Friday, February 8, 2013

Remittance Man

 (February 17, 2013 Author's note: This is essentially version 2.5 of this story. Any comments would be appreciated.)

Dressed in a long trench coat and wearing a fedora Michael Cook appeared out of the morning mist as if he was some sad ghost forever trapped in the earthly realm. The early morning rush of people heading off to work had long ended leaving the restaurants and small cafes he passed nearly devoid of customers. He ignored the warm and cozy empty tables he saw through the windows and settled on a Starbucks coffee house taking a seat among the old wrought iron tables on its deserted patio.

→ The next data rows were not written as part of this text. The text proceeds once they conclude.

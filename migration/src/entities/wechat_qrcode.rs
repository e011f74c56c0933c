//! 微信二维码实体

use sea_orm::entity::prelude::*;

#[derive(Clone, Debug, PartialEq, DeriveEntityModel, Eq)]
#[sea_orm(table_name = "wechat_qrcodes")]
pub struct Model {
    #[sea_orm(primary_key, auto_increment = false)]
    pub id: String,
    pub article_id: String,
    pub qr_type: String,
    pub scene_str: String,
    #[sea_orm(column_type = "Text")]
    pub qr_code_url: String,
    pub scan_count: i64,
    pub status: String,
    pub expire_time: Option<DateTimeUtc>,
    pub created_by: Option<String>,
    pub created_at: DateTimeUtc,
}

#[derive(Copy, Clone, Debug, EnumIter, DeriveRelation)]
pub enum Relation {}

impl ActiveModelBehavior for ActiveModel {}
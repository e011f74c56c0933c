//! HTTP API 层
//!
//! - `/api/...`: 管理控制台 JSON 接口
//! - `/api/track/...`: 公开事件接入
//! - `/s/{id}`, `/q/{scene}`: 分享 URL / 二维码落地解析（307 重定向）

pub mod admin;
pub mod error_code;
pub mod health;
pub mod helpers;
pub mod track;
pub mod types;

pub use error_code::ErrorCode;
pub use health::AppStartTime;

use actix_web::web;

/// /api 路由配置（管理接口 + 事件接入）
pub fn api_routes() -> actix_web::Scope {
    web::scope("/api")
        .service(track::track_routes())
        .service(admin::admin_routes())
}
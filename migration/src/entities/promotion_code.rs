use sea_orm::entity::prelude::*;

#[derive(Clone, Debug, PartialEq, DeriveEntityModel, Eq)]
#[sea_orm(table_name = "promotion_codes")]
pub struct Model {
    #[sea_orm(primary_key, auto_increment = false)]
    pub id: String,
    pub code: String,
    pub article_id: String,
    pub code_type: String,
    pub platform: Option<String>,
    pub is_custom: bool,
    pub max_uses: Option<i64>,
    pub current_uses: i64,
    pub expires_at: Option<DateTimeUtc>,
    pub is_active: bool,
    pub is_deleted: bool,
    pub created_by: Option<String>,
    pub created_at: DateTimeUtc,
}

#[derive(Copy, Clone, Debug, EnumIter, DeriveRelation)]
pub enum Relation {}

impl ActiveModelBehavior for ActiveModel {}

For Michael, a man of prestige and power, waiting was a strange sensation. He was use to having people either quickly fawn over him wanting to meet his every whim or cringe in fear over the possibility of his disapproval. Twenty minutes passed before the small Starbuck’s staff inside noticed him sitting on the patio and another ten went by before a server decided to go outside to see if he was okay.

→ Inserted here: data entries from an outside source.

//! Logging system initialization
//!
//! 根据配置初始化 tracing：控制台或文件输出、按天轮转、plain/json 格式。
//! 返回的 WorkerGuard 必须在进程生命周期内持有，否则非阻塞写入会丢失。

use tracing_appender::rolling;

use crate::config::StaticConfig;

/// Initialize logging system based on configuration
///
/// **Note**: 只应在启动时调用一次，且在配置加载之后。
pub fn init_logging(config: &StaticConfig) -> tracing_appender::non_blocking::WorkerGuard {
    let writer: Box<dyn std::io::Write + Send + Sync> =
        if let Some(ref log_file) = config.logging.file {
            if !log_file.is_empty() && config.logging.enable_rotation {
                let dir = std::path::Path::new(log_file)
                    .parent()
                    .unwrap_or(std::path::Path::new("."));
                let filename = std::path::Path::new(log_file)
                    .file_name()
                    .unwrap_or(std::ffi::OsStr::new("promolink.log"));
                let filename_str = filename.to_str().unwrap_or("promolink.log");
                let appender = rolling::Builder::new()
                    .rotation(rolling::Rotation::DAILY)
                    .filename_prefix(filename_str.trim_end_matches(".log"))
                    .filename_suffix("log")
                    .max_log_files(config.logging.max_backups as usize)
                    .build(dir)
                    .expect("Failed to create rolling log appender");
                Box::new(appender)
            } else if !log_file.is_empty() {
                let file = std::fs::OpenOptions::new()
                    .create(true)
                    .append(true)
                    .open(log_file)
                    .expect("Failed to open log file");
                Box::new(file)
            } else {
                Box::new(std::io::stdout())
            }
        } else {
            Box::new(std::io::stdout())
        };

    let (non_blocking_writer, guard) = tracing_appender::non_blocking(writer);
    let filter = tracing_subscriber::EnvFilter::new(config.logging.level.clone());

    let subscriber_builder = tracing_subscriber::fmt()
        .with_writer(non_blocking_writer)
        .with_env_filter(filter)
        .with_level(true)
        .with_ansi(config.logging.file.as_ref().is_none_or(|f| f.is_empty()));

    if config.logging.format == "json" {
        subscriber_builder.json().init();
    } else {
        subscriber_builder.init();
    }

    guard
}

“Sir,” she said bending over slightly to catch his attention, “this time of the year the patio is closed, please feel free to come inside, if you want.”

“I’m fine right here.” He declared, barely acknowledging the young woman’s presence. “Large coffee, black and no sugar,” he added in spite of what he had just been told instinctively knowing his order will be filled with the same certainty someone knows the sun will always rise in the morning.

For reasons she could not really explain the server walks back inside and fills the eccentric man’s order telling her coworkers about the strange encounter. The consensus that quickly emerged was that he was some sort of visiting professor at the nearby College of William and Mary, they were generally a surly and introspective lot and this guy fit that description. By mutual agreement, they decided that if he wanted anything else he could come inside.

The server returns a few minutes later with Michael’s coffee, not wanting to disturb the old man sensing he might he might be far more trouble than he was worth she silently places the insulated container on the table. He in turn hands her a fifty-dollar bill without looking at her. “Keep the change,” he says absently.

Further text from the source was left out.